Before or after birth, with any level of mental facility, we all require support. There is no moment where a baby or a newborn or a teenager or a grown-up graduates to being entirely independent.
Our autonomy is always limited, our dignity is not.
"Our autonomy is always limited. Our dignity is not." I've been reflecting on versions of this because I recently met up with one of my best friends from college who is a quadriplegic and uses a motorized wheelchair. I hadn't seen him in several years due to a combination of having babies and COVID, but seeing him recently reminded me of all the recon work that his group of friends used to have to do in order to do simple activities with him. If we wanted to go out to dinner, it wasn't enough to call ahead and tell the restaurant we had a handicapped person in our party - more than once a restaurant that told us they were "handicap accessible" had a step up to the front door or they had put our reserved table up or down a set of steps that he couldn't navigate. Entire sections of our college town didn't have curb cuts on the sidewalks, so he couldn't easily cross the street at crosswalks, we were always jaywalking from one driveway or alley to another. (I realize this dates me but all of this was before Google Street View and Yelp, so our ability to research these things beforehand was limited.) Anyway, I showed up with my kids to meet him at a park a few weeks ago and realized I hadn't done any of the research that used to be second nature; there were no curb cuts and no paved trail from the parking lot to the playground and picnic area, no handicap-accessible bathroom, etc. But what had I researched? That the playground would be shaded in the afternoon sun and that there was a port-a-potty available, both things I thought about in the context of MY children and THEIR needs. How quickly I forgot someone else's needs! I was heartily ashamed of myself. Fortunately we were able to park the van carrying my friend so he could motor up the hill to the playground and picnic area and we all had a lovely time together, but two weeks later I'm still reflecting on it. I think Leah may have meant "thinking less of those who need more" in the way of not valuing them as fully human, but in my case, I literally spent less time thinking about someone whose needs (which I was quite familiar with! I cannot claim ignorance!) were much greater than mine and my children's.

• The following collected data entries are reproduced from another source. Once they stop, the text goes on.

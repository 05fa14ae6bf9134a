//! The example set the enumerator evaluates candidates against.

use indexmap::IndexMap;

use crate::value::Value;

/// A single example's variable environment: `name -> value`.
///
/// Backed by an `IndexMap` so iteration order matches insertion order, which keeps error
/// messages and generic-operator template evaluation deterministic across examples sharing
/// the same variable domain.
pub type Assignment = IndexMap<String, Value>;

/// An ordered set of input-output pairs. Order is significant: every per-example vector in
/// the rest of the crate (value vectors, assignments) aligns positionally with this order.
#[derive(Debug, Clone, Default)]
pub struct ExampleSet {
    assignments: Vec<Assignment>,
    expected: Vec<Value>,
}

impl ExampleSet {
    #[must_use]
    pub fn new() -> Self {
        Self::default()
    }

    pub fn push(&mut self, assignment: Assignment, expected: Value) {
        self.assignments.push(assignment);
        self.expected.push(expected);
    }

    #[must_use]
    pub fn len(&self) -> usize {
        self.assignments.len()
    }

    #[must_use]
    pub fn is_empty(&self) -> bool {
        self.assignments.is_empty()
    }

    #[must_use]
    pub fn assignments(&self) -> &[Assignment] {
        &self.assignments
    }

    #[must_use]
    pub fn expected(&self) -> &[Value] {
        &self.expected
    }

    /// Variable names shared by every assignment, in the order first seen.
    #[must_use]
    pub fn variable_domain(&self) -> Vec<String> {
        let mut names = Vec::new();
        if let Some(first) = self.assignments.first() {
            names.extend(first.keys().cloned());
        }
        names
    }
}

#[cfg(test)]
mod tests {
    use super::*;

    #[test]
    fn tracks_examples_in_insertion_order() {
        let mut set = ExampleSet::new();
        let mut a1 = Assignment::new();
        a1.insert("x".to_owned(), Value::from(1_i64));
        set.push(a1, Value::from(1_i64));
        let mut a2 = Assignment::new();
        a2.insert("x".to_owned(), Value::from(2_i64));
        set.push(a2, Value::from(2_i64));
        assert_eq!(set.len(), 2);
        assert_eq!(set.variable_domain(), vec!["x".to_owned()]);
    }
}
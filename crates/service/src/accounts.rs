//! User registration and authentication.

use std::sync::Arc;

use serde::{Deserialize, Serialize};
use timekeep_core::error::CoreError;
use timekeep_core::models::{NewUser, User};
use timekeep_core::store::EntityStore;
use timekeep_core::types::DbId;
use timekeep_events::{DomainEvent, EventBus};
use validator::Validate;

use crate::config::ServiceConfig;
use crate::password::{hash_password, validate_password_strength, verify_password};
use crate::validation::ensure_nothing_staged;

/// Same message for unknown user and wrong password.
const INVALID_CREDENTIALS: &str = "Invalid credentials";

/// Registration input.
#[derive(Debug, Clone, Deserialize, Validate)]
pub struct RegisterUser {
    #[validate(length(min = 1, max = 20))]
    pub first_name: String,
    #[validate(length(min = 1, max = 20))]
    pub last_name: String,
    #[validate(length(min = 1, max = 23))]
    pub username: String,
    pub password: String,
}

/// Public view of a user; never carries the password hash.
#[derive(Debug, Clone, PartialEq, Eq, Serialize)]
pub struct UserView {
    pub id: DbId,
    pub first_name: String,
    pub last_name: String,
    pub username: String,
}

impl From<&User> for UserView {
    fn from(user: &User) -> Self {
        Self {
            id: user.id,
            first_name: user.first_name.clone(),
            last_name: user.last_name.clone(),
            username: user.username.clone(),
        }
    }
}

pub struct UserService {
    events: Arc<EventBus>,
    config: ServiceConfig,
}

impl UserService {
    pub fn new(events: Arc<EventBus>, config: ServiceConfig) -> Self {
        Self { events, config }
    }

    /// Create an account and publish `user.created` once it is committed.
    pub async fn register<S>(&self, store: &mut S, input: RegisterUser) -> Result<UserView, CoreError>
    where
        S: EntityStore + ?Sized,
    {
        ensure_nothing_staged(store)?;
        input
            .validate()
            .map_err(|e| CoreError::Validation(e.to_string()))?;
        validate_password_strength(&input.password, self.config.password_min_length)?;

        if store.user_by_username(&input.username).await?.is_some() {
            tracing::warn!(username = %input.username, "Registration refused, username taken");
            return Err(CoreError::Conflict(format!(
                "Username '{}' is already taken",
                input.username
            )));
        }

        let password_hash = hash_password(&input.password)?;
        store.stage_user(NewUser {
            first_name: input.first_name,
            last_name: input.last_name,
            username: input.username,
            password_hash,
        });
        let receipt = store.commit().await?;
        let user = receipt
            .users
            .first()
            .ok_or_else(|| CoreError::Internal("Commit returned no user".into()))?;

        tracing::info!(user_id = user.id, username = %user.username, "User registered");
        self.events.publish(DomainEvent::UserCreated {
            user_id: user.id,
            username: user.username.clone(),
        });

        Ok(UserView::from(user))
    }

    /// Check a username/password pair.
    pub async fn authenticate<S>(
        &self,
        store: &mut S,
        username: &str,
        password: &str,
    ) -> Result<UserView, CoreError>
    where
        S: EntityStore + ?Sized,
    {
        let user = store
            .user_by_username(username)
            .await?
            .ok_or_else(|| CoreError::Unauthorized(INVALID_CREDENTIALS.into()))?;

        if !verify_password(password, &user.password_hash)? {
            tracing::warn!(username, "Authentication failed");
            return Err(CoreError::Unauthorized(INVALID_CREDENTIALS.into()));
        }
        Ok(UserView::from(&user))
    }
}
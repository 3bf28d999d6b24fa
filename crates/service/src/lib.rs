//! Application services for timekeep.
//!
//! Services are stateless apart from the shared [`EventBus`] handle and
//! operate on any [`EntityStore`], passed in per call as the request's
//! unit of work.
//!
//! [`EventBus`]: timekeep_events::EventBus
//! [`EntityStore`]: timekeep_core::store::EntityStore

pub mod accounts;
pub mod config;
pub mod password;
pub mod report;
pub mod timesheet;
pub mod validation;

pub use accounts::{RegisterUser, UserService, UserView};
pub use config::ServiceConfig;
pub use report::ReportService;
pub use timesheet::TimesheetService;
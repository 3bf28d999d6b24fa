/// All database primary keys are PostgreSQL BIGSERIAL.
pub type DbId = i64;

/// All timestamps are UTC.
pub type Timestamp = chrono::DateTime<chrono::Utc>;

/// Calendar day a timesheet entry is booked against. No time component.
pub type WorkDate = chrono::NaiveDate;

/// Hour quantities are exact decimals (`NUMERIC(5,2)` in the database).
pub type Hours = rust_decimal::Decimal;
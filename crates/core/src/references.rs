//! Batch reference resolution (project, category, client).
//!
//! A [`ReferenceSet`] is built from one batched project lookup and one
//! batched category lookup. Request items are then checked against it in
//! submission order; the first unresolved reference fails the whole batch.

use std::collections::{BTreeSet, HashMap};

use crate::error::CoreError;
use crate::models::{Category, Project};
use crate::types::DbId;

/// Distinct ids in ascending order, suitable for a single `IN`/`ANY` lookup.
pub fn distinct_ids<I>(ids: I) -> Vec<DbId>
where
    I: IntoIterator<Item = DbId>,
{
    ids.into_iter().collect::<BTreeSet<_>>().into_iter().collect()
}

/// A project/category pair that passed resolution.
#[derive(Debug, Clone, Copy, PartialEq, Eq)]
pub struct Resolved {
    pub project_id: DbId,
    pub category_id: DbId,
    /// Client owning the project.
    pub client_id: DbId,
}

/// Projects and categories fetched for one batch, keyed by id.
#[derive(Debug, Clone, Default)]
pub struct ReferenceSet {
    projects: HashMap<DbId, Project>,
    categories: HashMap<DbId, Category>,
}

impl ReferenceSet {
    pub fn new(projects: Vec<Project>, categories: Vec<Category>) -> Self {
        Self {
            projects: projects.into_iter().map(|p| (p.id, p)).collect(),
            categories: categories.into_iter().map(|c| (c.id, c)).collect(),
        }
    }

    /// Add projects fetched after construction. Existing ids are kept.
    pub fn extend_projects(&mut self, projects: Vec<Project>) {
        for project in projects {
            self.projects.entry(project.id).or_insert(project);
        }
    }

    pub fn project(&self, id: DbId) -> Option<&Project> {
        self.projects.get(&id)
    }

    pub fn category(&self, id: DbId) -> Option<&Category> {
        self.categories.get(&id)
    }

    /// Ids from `wanted` that are not loaded yet.
    pub fn missing_projects(&self, wanted: &[DbId]) -> Vec<DbId> {
        wanted
            .iter()
            .copied()
            .filter(|id| !self.projects.contains_key(id))
            .collect()
    }

    /// Client of the given project.
    pub fn client_of(&self, project_id: DbId) -> Result<DbId, CoreError> {
        self.project(project_id)
            .map(|p| p.client_id)
            .ok_or(CoreError::not_found("project", project_id))
    }

    /// Resolve one request item. The project is checked before the category.
    pub fn resolve(&self, project_id: DbId, category_id: DbId) -> Result<Resolved, CoreError> {
        let client_id = self.client_of(project_id)?;
        if !self.categories.contains_key(&category_id) {
            return Err(CoreError::not_found("category", category_id));
        }
        Ok(Resolved {
            project_id,
            category_id,
            client_id,
        })
    }
}

#[cfg(test)]
mod tests {
    use super::*;
    use assert_matches::assert_matches;

    fn project(id: DbId, client_id: DbId) -> Project {
        Project {
            id,
            name: format!("Project {id}"),
            client_id,
        }
    }

    fn category(id: DbId) -> Category {
        Category {
            id,
            name: format!("Category {id}"),
        }
    }

    fn refs() -> ReferenceSet {
        ReferenceSet::new(
            vec![project(1, 10), project(2, 20)],
            vec![category(1), category(2)],
        )
    }

    #[test]
    fn distinct_ids_sorts_and_dedups() {
        assert_eq!(distinct_ids([3, 1, 3, 2, 1]), vec![1, 2, 3]);
        assert!(distinct_ids(Vec::<DbId>::new()).is_empty());
    }

    #[test]
    fn resolve_returns_client_of_project() {
        let resolved = refs().resolve(2, 1).unwrap();
        assert_eq!(resolved.client_id, 20);
        assert_eq!(resolved.project_id, 2);
        assert_eq!(resolved.category_id, 1);
    }

    #[test]
    fn missing_project_reported_before_missing_category() {
        let err = refs().resolve(999, 999).unwrap_err();
        assert_matches!(err, CoreError::NotFound { entity: "project", id: 999 });
    }

    #[test]
    fn missing_category_reported_when_project_exists() {
        let err = refs().resolve(1, 42).unwrap_err();
        assert_matches!(err, CoreError::NotFound { entity: "category", id: 42 });
    }

    #[test]
    fn resolve_keeps_clients_per_row() {
        let refs = refs();
        let clients: Vec<_> = [(1, 1), (2, 2), (1, 2)]
            .into_iter()
            .map(|(p, c)| refs.resolve(p, c).unwrap().client_id)
            .collect();
        assert_eq!(clients, vec![10, 20, 10]);
    }

    #[test]
    fn extend_projects_fills_gaps_only() {
        let mut set = ReferenceSet::new(vec![project(1, 10)], Vec::new());
        assert_eq!(set.missing_projects(&[1, 2]), vec![2]);
        set.extend_projects(vec![project(1, 99), project(2, 20)]);
        assert_eq!(set.client_of(1).unwrap(), 10);
        assert_eq!(set.client_of(2).unwrap(), 20);
        assert!(set.missing_projects(&[1, 2]).is_empty());
    }
}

Oh, this is such an important conversation, and again I have to recommend Raising A Rare Girl to all and sundry, because it's so good at recognizing that disabled peoples' needs aren't completely alien to the human experience, they're just sometimes more visibly intense versions, so dignity can't be something we earn by doing things --- no one, in the long run, would have any at all --- but must be innate. Or present even before birth.